Piano duets are of two kinds: those for two players at one instrument, and those in which each of the two pianists has an instrument to him- or herself. Although the one-piano duet has the larger repertory, it has come to be regarded as a modest, essentially domestic branch of music compared with the more glamorous two-piano duet. The reason probably lies in the fact that the comparatively cramped position of two players at one keyboard inhibits an element of virtuoso display possible to pianists with the complete range of the keyboard at their disposal. Schubert was the one great composer to write extensively for the medium, although many composers, from Mozart to Ligeti, have added important works and a wide range of entertaining pieces.

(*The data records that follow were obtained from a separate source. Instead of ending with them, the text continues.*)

// packages/engine/src/memory/page_pool.rs
//! Fixed ring of equally sized pages cut from one anonymous memory mapping
//!
//! The pool hands out pages round-robin starting after the last borrowed
//! page, so freshly returned pages are not immediately reused. Each page
//! carries one atomic used-flag; there is no other synchronization.
//!
//! A page is returned to the pool when its [`Page`] handle is dropped, which
//! normally happens on the thread that persisted the page contents. Running
//! out of pages is not an error: [`PagePool::allocate`] returns `None` and
//! the caller decides whether to wait, spill or grow.

use crate::utils::errors::{EngineError, Result};
use memmap2::MmapMut;
use std::fmt;
use std::sync::atomic::{AtomicBool, AtomicU64, AtomicUsize, Ordering};
use std::sync::Arc;
use tracing::debug;

/// Smallest accepted page size in bytes
pub const MIN_PAGE_SIZE: usize = 64;

/// Pool of fixed-size pages
pub struct PagePool {
    /// Keeps the mapping alive; all page memory lives inside it
    _backing: MmapMut,

    /// Start of the mapping
    base: *mut u8,

    /// Size of every page in bytes
    page_size: usize,

    /// Number of pages (power of two)
    page_count: usize,

    /// Per-page used flag
    used: Box<[AtomicBool]>,

    /// Index of the most recently handed out page
    last_borrowed: AtomicUsize,

    /// Successful allocations
    allocations: AtomicU64,

    /// Allocation attempts that found no free page
    exhausted: AtomicU64,
}

// SAFETY: the mapping is only accessed through `Page` handles and a page's
// used-flag guarantees at most one live handle per page region.
unsafe impl Send for PagePool {}
unsafe impl Sync for PagePool {}

impl PagePool {
    /// Create a pool of `page_count` pages of `page_size` bytes each
    pub fn new(page_size: usize, page_count: usize) -> Result<Arc<Self>> {
        if !page_count.is_power_of_two() {
            return Err(EngineError::ConfigError(format!(
                "Page count must be a power of two, but was {}",
                page_count
            )));
        }
        if page_size < MIN_PAGE_SIZE {
            return Err(EngineError::ConfigError(format!(
                "Page size must be at least {} bytes, but was {}",
                MIN_PAGE_SIZE, page_size
            )));
        }

        let total = page_size.checked_mul(page_count).ok_or_else(|| {
            EngineError::ConfigError("Page pool size overflows usize".to_string())
        })?;

        let mut backing = MmapMut::map_anon(total).map_err(|e| {
            EngineError::StorageFailed(format!("Failed to map page pool memory: {}", e))
        })?;
        let base = backing.as_mut_ptr();

        let used = (0..page_count)
            .map(|_| AtomicBool::new(false))
            .collect::<Vec<_>>()
            .into_boxed_slice();

        debug!(
            "Created page pool with {} pages of {} bytes ({} bytes total)",
            page_count, page_size, total
        );

        Ok(Arc::new(Self {
            _backing: backing,
            base,
            page_size,
            page_count,
            used,
            // so that the first allocation lands on page 0
            last_borrowed: AtomicUsize::new(page_count - 1),
            allocations: AtomicU64::new(0),
            exhausted: AtomicU64::new(0),
        }))
    }

    /// Borrow a free page, scanning forward from the last borrowed one
    pub fn allocate(self: &Arc<Self>) -> Option<Page> {
        let mask = self.page_count - 1;
        let start = (self.last_borrowed.load(Ordering::Relaxed) + 1) & mask;

        for step in 0..self.page_count {
            let id = (start + step) & mask;
            if self.used[id].load(Ordering::Acquire) {
                continue;
            }
            if self.used[id]
                .compare_exchange(false, true, Ordering::AcqRel, Ordering::Relaxed)
                .is_ok()
            {
                self.last_borrowed.store(id, Ordering::Relaxed);
                self.allocations.fetch_add(1, Ordering::Relaxed);
                return Some(Page {
                    storage: PageStorage::Pooled {
                        pool: Arc::clone(self),
                        id,
                    },
                });
            }
        }

        self.exhausted.fetch_add(1, Ordering::Relaxed);
        None
    }

    /// Return a page to the pool (equivalent to dropping it)
    pub fn deallocate(&self, page: Page) {
        drop(page);
    }

    fn release(&self, id: usize) {
        self.used[id].store(false, Ordering::Release);
    }

    /// Size of every page in bytes
    pub fn page_size(&self) -> usize {
        self.page_size
    }

    /// Number of pages in the ring
    pub fn page_count(&self) -> usize {
        self.page_count
    }

    /// Pool statistics
    pub fn stats(&self) -> PoolStats {
        let in_use = self
            .used
            .iter()
            .filter(|flag| flag.load(Ordering::Relaxed))
            .count();

        PoolStats {
            page_size: self.page_size,
            page_count: self.page_count,
            pages_in_use: in_use,
            allocations: self.allocations.load(Ordering::Relaxed),
            exhausted: self.exhausted.load(Ordering::Relaxed),
        }
    }
}

impl fmt::Debug for PagePool {
    fn fmt(&self, f: &mut fmt::Formatter<'_>) -> fmt::Result {
        f.debug_struct("PagePool")
            .field("page_size", &self.page_size)
            .field("page_count", &self.page_count)
            .finish()
    }
}

enum PageStorage {
    Pooled { pool: Arc<PagePool>, id: usize },
    Detached(Box<[u8]>),
}

/// Exclusive handle to one page of memory
pub struct Page {
    storage: PageStorage,
}

impl Page {
    /// A heap page outside any pool, used when the pool is exhausted
    pub fn detached(size: usize) -> Self {
        Self {
            storage: PageStorage::Detached(vec![0u8; size].into_boxed_slice()),
        }
    }

    /// Pool page index, `None` for detached pages
    pub fn id(&self) -> Option<usize> {
        match &self.storage {
            PageStorage::Pooled { id, .. } => Some(*id),
            PageStorage::Detached(_) => None,
        }
    }

    /// Page capacity in bytes
    pub fn len(&self) -> usize {
        match &self.storage {
            PageStorage::Pooled { pool, .. } => pool.page_size,
            PageStorage::Detached(bytes) => bytes.len(),
        }
    }

    pub fn is_empty(&self) -> bool {
        self.len() == 0
    }

    pub fn as_slice(&self) -> &[u8] {
        match &self.storage {
            // SAFETY: the region [id * size, (id + 1) * size) lies inside the
            // mapping and this handle is its only owner while the flag is set.
            PageStorage::Pooled { pool, id } => unsafe {
                std::slice::from_raw_parts(pool.base.add(id * pool.page_size), pool.page_size)
            },
            PageStorage::Detached(bytes) => bytes,
        }
    }

    pub fn as_mut_slice(&mut self) -> &mut [u8] {
        match &mut self.storage {
            // SAFETY: see `as_slice`; `&mut self` makes the access exclusive.
            PageStorage::Pooled { pool, id } => unsafe {
                std::slice::from_raw_parts_mut(pool.base.add(*id * pool.page_size), pool.page_size)
            },
            PageStorage::Detached(bytes) => bytes,
        }
    }
}

impl Drop for Page {
    fn drop(&mut self) {
        if let PageStorage::Pooled { pool, id } = &self.storage {
            pool.release(*id);
        }
    }
}

impl fmt::Debug for Page {
    fn fmt(&self, f: &mut fmt::Formatter<'_>) -> fmt::Result {
        f.debug_struct("Page")
            .field("id", &self.id())
            .field("len", &self.len())
            .finish()
    }
}

/// Pool statistics
#[derive(Debug, Clone)]
pub struct PoolStats {
    pub page_size: usize,
    pub page_count: usize,
    pub pages_in_use: usize,
    pub allocations: u64,
    pub exhausted: u64,
}

#[cfg(test)]
mod tests {
    use super::*;
    use proptest::prelude::*;
    use std::collections::{HashSet, VecDeque};

    #[test]
    fn test_rejects_non_power_of_two() {
        let result = PagePool::new(128, 6);
        assert!(matches!(result, Err(EngineError::ConfigError(_))));
    }

    #[test]
    fn test_rejects_tiny_pages() {
        assert!(PagePool::new(8, 4).is_err());
    }

    #[test]
    fn test_allocate_until_exhausted() {
        let pool = PagePool::new(128, 4).unwrap();

        let pages: Vec<Page> = (0..4).map(|_| pool.allocate().unwrap()).collect();
        assert!(pool.allocate().is_none());

        let ids: HashSet<_> = pages.iter().map(|p| p.id().unwrap()).collect();
        assert_eq!(ids.len(), 4);

        let stats = pool.stats();
        assert_eq!(stats.pages_in_use, 4);
        assert_eq!(stats.exhausted, 1);
    }

    #[test]
    fn test_round_robin_reuse() {
        let pool = PagePool::new(128, 4).unwrap();

        let first = pool.allocate().unwrap();
        assert_eq!(first.id(), Some(0));
        pool.deallocate(first);

        // page 0 is free again, but the scan continues after it
        let second = pool.allocate().unwrap();
        assert_eq!(second.id(), Some(1));
    }

    #[test]
    fn test_drop_returns_page() {
        let pool = PagePool::new(128, 2).unwrap();
        {
            let _a = pool.allocate().unwrap();
            let _b = pool.allocate().unwrap();
            assert!(pool.allocate().is_none());
        }
        assert_eq!(pool.stats().pages_in_use, 0);
        assert!(pool.allocate().is_some());
    }

    #[test]
    fn test_pages_do_not_alias() {
        let pool = PagePool::new(64, 2).unwrap();
        let mut a = pool.allocate().unwrap();
        let mut b = pool.allocate().unwrap();

        a.as_mut_slice().fill(0xAA);
        b.as_mut_slice().fill(0xBB);

        assert!(a.as_slice().iter().all(|&x| x == 0xAA));
        assert!(b.as_slice().iter().all(|&x| x == 0xBB));
    }

    #[test]
    fn test_detached_page() {
        let mut page = Page::detached(100);
        assert_eq!(page.id(), None);
        assert_eq!(page.len(), 100);
        page.as_mut_slice()[99] = 7;
        assert_eq!(page.as_slice()[99], 7);
    }

    proptest! {
        #[test]
        fn prop_live_pages_never_overlap(ops in proptest::collection::vec(any::<bool>(), 1..400)) {
            let pool = PagePool::new(64, 8).unwrap();
            let mut live: VecDeque<Page> = VecDeque::new();

            for (round, allocate) in ops.into_iter().enumerate() {
                if allocate {
                    if let Some(mut page) = pool.allocate() {
                        let marker = (round % 251) as u8;
                        page.as_mut_slice().fill(marker);
                        live.push_back(page);
                    }
                } else if let Some(page) = live.pop_front() {
                    pool.deallocate(page);
                }

                let ids: HashSet<_> = live.iter().map(|p| p.id().unwrap()).collect();
                prop_assert_eq!(ids.len(), live.len());
                for page in &live {
                    let first = page.as_slice()[0];
                    prop_assert!(page.as_slice().iter().all(|&x| x == first));
                }
            }
        }
    }
}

Both types of duet began a more or less continuous history in the mid-18th century, but each had some isolated precursors. The earliest duets at one keyboard instrument are English and date from the early 17th century. A three-hand piece, A Battle, and No Battle (MB, xix, no.108), has been ascribed to John Bull; there are pieces by Nicholas Carleton and Thomas Tomkins in a manuscript that once belonged to Tomkins (GB-Lbl Add.29996). The two composers were close friends and neighbours in Worcestershire and the pieces may well have been composed for them to play together. Tomkins's duet (MB, v, no.32) is a fancy, that by Carleton an extended and finely constructed In Nomine. The superscription to this piece, ‘A Verse for two to play on one Virginal or Organ’, suggests a domestic as well as a quasi-liturgical use.
The domestic character of the one-piano duet is also brought out in the famous Mozart family portrait of about 1780 by Johann Nepomuk de la Croce. It was obviously posed for in the Mozart home, for a portrait of their mother looks down from the wall on Wolfgang and Nannerl, who are playing a duet (and exhibiting a hand-crossing technique), and Leopold, who holds a violin. Mozart and his sister played duets in London in 1764–5 and the sonata k19d dates from that time. Leopold is alleged (by Nissen, Biographie W.A. Mozarts, 1828) to have claimed in a letter of 9 July 1765 that ‘in London, little Wolfgang wrote his first piece for four hands. No-one has ever written a four-hand sonata before’. Einstein, however (Mozart: his Character, his Work, 1945), regarded the quotation as at least suspect.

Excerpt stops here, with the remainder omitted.